▶ _What you should do_
Go through the listing below. Copy each line that has the string "chars".

┄┄┄┄┄┄┄┄┄┄┄┄┄┄┄┄┄┄┄┄

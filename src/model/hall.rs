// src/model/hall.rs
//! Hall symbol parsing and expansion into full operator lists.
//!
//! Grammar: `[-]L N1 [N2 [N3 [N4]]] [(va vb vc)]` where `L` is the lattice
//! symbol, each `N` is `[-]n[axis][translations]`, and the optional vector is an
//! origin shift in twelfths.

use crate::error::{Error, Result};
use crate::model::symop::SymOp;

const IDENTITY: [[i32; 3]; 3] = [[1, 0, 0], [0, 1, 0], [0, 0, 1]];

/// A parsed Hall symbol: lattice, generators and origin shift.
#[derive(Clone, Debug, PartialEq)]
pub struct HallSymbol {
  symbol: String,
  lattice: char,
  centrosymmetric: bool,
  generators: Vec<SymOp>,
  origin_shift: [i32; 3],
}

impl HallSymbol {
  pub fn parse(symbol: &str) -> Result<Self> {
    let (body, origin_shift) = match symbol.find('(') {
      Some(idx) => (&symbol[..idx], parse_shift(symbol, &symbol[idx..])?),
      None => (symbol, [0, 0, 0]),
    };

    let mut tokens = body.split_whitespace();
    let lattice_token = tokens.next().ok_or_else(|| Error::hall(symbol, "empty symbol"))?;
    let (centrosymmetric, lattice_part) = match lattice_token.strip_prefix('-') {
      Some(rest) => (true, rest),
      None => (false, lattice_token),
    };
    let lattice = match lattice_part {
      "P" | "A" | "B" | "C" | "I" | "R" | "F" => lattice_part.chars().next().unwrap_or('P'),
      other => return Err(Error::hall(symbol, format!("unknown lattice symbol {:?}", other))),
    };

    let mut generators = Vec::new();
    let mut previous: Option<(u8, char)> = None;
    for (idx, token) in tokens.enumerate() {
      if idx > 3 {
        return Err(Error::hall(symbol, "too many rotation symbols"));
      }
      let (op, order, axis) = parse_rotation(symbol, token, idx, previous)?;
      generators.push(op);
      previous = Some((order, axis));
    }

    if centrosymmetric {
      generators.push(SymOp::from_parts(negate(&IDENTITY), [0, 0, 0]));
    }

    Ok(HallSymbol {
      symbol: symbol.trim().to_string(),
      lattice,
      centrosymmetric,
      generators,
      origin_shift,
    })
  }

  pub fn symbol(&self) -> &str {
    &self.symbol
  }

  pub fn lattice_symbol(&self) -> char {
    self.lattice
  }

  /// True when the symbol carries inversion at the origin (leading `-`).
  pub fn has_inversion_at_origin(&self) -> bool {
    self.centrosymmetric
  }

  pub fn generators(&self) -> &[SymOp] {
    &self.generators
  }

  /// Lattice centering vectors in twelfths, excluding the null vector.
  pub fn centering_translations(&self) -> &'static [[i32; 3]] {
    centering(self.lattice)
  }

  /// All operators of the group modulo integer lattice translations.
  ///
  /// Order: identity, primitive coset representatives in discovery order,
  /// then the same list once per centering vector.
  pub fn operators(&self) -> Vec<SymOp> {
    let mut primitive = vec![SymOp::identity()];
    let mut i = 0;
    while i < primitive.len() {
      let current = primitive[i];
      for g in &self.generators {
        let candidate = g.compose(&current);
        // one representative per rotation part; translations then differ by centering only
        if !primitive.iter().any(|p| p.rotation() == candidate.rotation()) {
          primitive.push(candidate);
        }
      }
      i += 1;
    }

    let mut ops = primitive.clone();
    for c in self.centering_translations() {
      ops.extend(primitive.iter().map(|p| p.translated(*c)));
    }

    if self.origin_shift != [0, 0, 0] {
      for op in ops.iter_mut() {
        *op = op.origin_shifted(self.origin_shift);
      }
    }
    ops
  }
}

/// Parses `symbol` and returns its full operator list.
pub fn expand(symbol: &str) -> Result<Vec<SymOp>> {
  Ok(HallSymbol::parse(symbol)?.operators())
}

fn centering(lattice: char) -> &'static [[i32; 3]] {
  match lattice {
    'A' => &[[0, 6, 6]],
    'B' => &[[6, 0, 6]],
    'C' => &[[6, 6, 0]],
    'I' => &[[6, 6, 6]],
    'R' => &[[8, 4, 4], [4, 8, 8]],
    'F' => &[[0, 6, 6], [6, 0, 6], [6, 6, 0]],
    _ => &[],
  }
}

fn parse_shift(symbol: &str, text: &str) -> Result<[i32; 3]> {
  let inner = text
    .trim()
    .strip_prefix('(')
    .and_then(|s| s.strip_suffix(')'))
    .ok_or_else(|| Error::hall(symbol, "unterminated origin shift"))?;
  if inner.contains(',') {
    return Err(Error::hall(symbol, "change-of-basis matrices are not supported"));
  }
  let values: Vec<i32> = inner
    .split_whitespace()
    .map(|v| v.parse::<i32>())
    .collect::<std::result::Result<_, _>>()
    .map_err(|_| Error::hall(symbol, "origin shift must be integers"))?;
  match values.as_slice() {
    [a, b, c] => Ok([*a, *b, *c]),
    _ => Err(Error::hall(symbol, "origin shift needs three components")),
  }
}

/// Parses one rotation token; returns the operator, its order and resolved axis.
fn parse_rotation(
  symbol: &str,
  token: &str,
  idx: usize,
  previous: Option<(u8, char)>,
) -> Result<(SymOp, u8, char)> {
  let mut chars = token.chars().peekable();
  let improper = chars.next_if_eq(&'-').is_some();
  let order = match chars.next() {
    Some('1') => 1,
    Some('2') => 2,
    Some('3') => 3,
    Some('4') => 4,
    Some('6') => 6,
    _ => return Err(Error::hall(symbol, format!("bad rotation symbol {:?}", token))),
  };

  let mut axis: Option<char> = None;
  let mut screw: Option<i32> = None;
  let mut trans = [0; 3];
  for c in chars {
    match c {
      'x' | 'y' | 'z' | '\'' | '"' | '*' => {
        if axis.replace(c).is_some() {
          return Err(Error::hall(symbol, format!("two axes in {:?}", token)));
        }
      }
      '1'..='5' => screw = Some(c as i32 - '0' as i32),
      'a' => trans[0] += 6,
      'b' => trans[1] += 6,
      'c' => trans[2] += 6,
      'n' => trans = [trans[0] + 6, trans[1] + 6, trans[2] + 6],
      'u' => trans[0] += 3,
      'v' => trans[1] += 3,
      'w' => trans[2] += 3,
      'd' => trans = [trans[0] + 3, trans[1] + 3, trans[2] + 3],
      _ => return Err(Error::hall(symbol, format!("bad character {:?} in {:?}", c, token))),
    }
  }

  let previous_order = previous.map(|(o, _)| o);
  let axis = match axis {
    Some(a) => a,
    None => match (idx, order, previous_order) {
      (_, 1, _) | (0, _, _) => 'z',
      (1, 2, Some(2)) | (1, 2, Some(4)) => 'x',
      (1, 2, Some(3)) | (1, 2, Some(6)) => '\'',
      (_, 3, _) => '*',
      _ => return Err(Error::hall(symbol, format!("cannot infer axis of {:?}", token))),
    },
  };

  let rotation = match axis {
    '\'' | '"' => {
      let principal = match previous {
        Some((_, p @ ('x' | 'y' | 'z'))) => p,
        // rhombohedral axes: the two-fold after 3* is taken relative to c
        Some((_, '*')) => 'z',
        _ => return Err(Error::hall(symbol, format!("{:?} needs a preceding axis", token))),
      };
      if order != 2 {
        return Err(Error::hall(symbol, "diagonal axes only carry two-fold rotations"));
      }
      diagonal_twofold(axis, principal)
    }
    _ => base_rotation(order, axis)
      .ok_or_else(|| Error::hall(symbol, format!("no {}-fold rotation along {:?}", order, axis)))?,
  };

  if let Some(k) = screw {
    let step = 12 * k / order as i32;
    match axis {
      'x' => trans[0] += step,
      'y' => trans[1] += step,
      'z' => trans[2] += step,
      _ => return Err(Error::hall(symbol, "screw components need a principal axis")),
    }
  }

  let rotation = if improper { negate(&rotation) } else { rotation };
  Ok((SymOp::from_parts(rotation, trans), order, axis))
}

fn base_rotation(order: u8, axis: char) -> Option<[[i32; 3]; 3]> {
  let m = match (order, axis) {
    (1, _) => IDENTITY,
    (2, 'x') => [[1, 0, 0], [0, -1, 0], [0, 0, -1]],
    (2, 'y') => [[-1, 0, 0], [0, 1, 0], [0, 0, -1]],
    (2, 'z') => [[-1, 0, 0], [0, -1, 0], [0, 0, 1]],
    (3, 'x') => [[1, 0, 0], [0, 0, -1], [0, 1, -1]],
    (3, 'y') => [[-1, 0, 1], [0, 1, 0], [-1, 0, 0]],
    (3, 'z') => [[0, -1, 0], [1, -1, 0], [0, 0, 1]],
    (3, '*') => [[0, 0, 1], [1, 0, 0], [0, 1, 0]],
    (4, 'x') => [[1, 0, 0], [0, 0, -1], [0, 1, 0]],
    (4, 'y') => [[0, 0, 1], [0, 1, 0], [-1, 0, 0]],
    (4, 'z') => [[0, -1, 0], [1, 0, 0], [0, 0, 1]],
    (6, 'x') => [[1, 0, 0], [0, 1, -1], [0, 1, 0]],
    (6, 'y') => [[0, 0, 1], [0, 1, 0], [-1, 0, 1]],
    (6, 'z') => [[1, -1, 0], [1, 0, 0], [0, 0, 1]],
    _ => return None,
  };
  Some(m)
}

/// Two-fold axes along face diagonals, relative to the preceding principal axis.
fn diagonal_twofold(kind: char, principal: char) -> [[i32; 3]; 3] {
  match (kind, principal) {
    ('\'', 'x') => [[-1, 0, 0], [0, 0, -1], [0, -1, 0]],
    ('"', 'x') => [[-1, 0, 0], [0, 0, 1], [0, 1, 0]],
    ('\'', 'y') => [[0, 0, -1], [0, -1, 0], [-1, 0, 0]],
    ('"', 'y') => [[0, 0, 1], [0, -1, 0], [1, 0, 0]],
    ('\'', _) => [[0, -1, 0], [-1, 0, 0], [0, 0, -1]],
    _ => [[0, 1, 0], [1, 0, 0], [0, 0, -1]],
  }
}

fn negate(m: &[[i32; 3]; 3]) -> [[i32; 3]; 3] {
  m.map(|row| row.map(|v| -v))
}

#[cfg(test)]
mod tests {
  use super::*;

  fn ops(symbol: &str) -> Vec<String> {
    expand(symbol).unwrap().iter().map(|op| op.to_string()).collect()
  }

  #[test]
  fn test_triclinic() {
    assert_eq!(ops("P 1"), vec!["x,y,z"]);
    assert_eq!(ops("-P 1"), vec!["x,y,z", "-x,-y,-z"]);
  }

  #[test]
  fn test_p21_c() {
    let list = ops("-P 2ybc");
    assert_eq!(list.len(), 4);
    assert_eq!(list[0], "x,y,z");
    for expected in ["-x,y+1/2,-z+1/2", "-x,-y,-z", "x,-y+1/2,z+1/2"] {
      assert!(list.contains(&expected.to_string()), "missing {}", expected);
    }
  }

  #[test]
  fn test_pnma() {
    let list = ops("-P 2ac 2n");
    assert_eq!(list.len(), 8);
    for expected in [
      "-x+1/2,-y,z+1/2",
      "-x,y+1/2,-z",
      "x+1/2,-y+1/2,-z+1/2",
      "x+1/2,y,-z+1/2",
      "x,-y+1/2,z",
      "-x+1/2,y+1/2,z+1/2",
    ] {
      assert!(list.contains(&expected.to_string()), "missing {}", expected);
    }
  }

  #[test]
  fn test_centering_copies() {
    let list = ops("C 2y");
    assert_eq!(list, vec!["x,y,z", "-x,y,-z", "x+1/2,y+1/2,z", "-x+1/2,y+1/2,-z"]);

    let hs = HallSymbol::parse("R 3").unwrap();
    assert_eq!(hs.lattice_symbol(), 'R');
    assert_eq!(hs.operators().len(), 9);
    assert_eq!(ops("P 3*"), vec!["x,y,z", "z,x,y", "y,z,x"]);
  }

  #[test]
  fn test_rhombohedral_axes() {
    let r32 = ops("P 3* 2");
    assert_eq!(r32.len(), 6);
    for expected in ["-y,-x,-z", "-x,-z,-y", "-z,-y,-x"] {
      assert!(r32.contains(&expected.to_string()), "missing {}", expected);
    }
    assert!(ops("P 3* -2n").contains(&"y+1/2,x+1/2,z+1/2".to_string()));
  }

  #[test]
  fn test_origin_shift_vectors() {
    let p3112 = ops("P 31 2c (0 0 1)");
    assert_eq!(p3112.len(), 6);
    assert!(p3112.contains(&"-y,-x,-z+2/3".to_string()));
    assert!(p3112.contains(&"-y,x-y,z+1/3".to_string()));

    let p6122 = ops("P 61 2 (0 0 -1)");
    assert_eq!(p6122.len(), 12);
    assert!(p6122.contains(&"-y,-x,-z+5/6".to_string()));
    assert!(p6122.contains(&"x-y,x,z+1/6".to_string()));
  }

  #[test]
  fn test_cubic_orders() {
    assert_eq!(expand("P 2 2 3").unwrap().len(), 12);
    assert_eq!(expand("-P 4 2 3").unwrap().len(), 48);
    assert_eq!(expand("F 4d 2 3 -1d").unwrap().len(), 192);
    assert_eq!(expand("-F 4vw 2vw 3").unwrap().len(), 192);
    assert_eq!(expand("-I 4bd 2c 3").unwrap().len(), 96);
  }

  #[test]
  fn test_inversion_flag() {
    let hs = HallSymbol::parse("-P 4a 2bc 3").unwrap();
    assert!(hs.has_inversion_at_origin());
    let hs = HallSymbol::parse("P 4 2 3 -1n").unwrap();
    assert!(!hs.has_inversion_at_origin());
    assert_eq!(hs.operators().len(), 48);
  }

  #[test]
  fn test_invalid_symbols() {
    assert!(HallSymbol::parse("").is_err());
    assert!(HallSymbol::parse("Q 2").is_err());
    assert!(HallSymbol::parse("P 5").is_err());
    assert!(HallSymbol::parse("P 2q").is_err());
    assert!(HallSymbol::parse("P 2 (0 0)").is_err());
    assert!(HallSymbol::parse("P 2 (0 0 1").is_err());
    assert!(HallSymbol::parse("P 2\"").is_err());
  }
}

┄┄┄┄┄┄┄┄┄┄┄┄┄┄┄┄┄┄┄┄

▶ _Exercise output_
      "P" | "A" | "B" | "C" | "I" | "R" | "F" => lattice_part.chars().next().unwrap_or('P'),
  let mut chars = token.chars().peekable();
  let improper = chars.next_if_eq(&'-').is_some();
  let order = match chars.next() {
  for c in chars {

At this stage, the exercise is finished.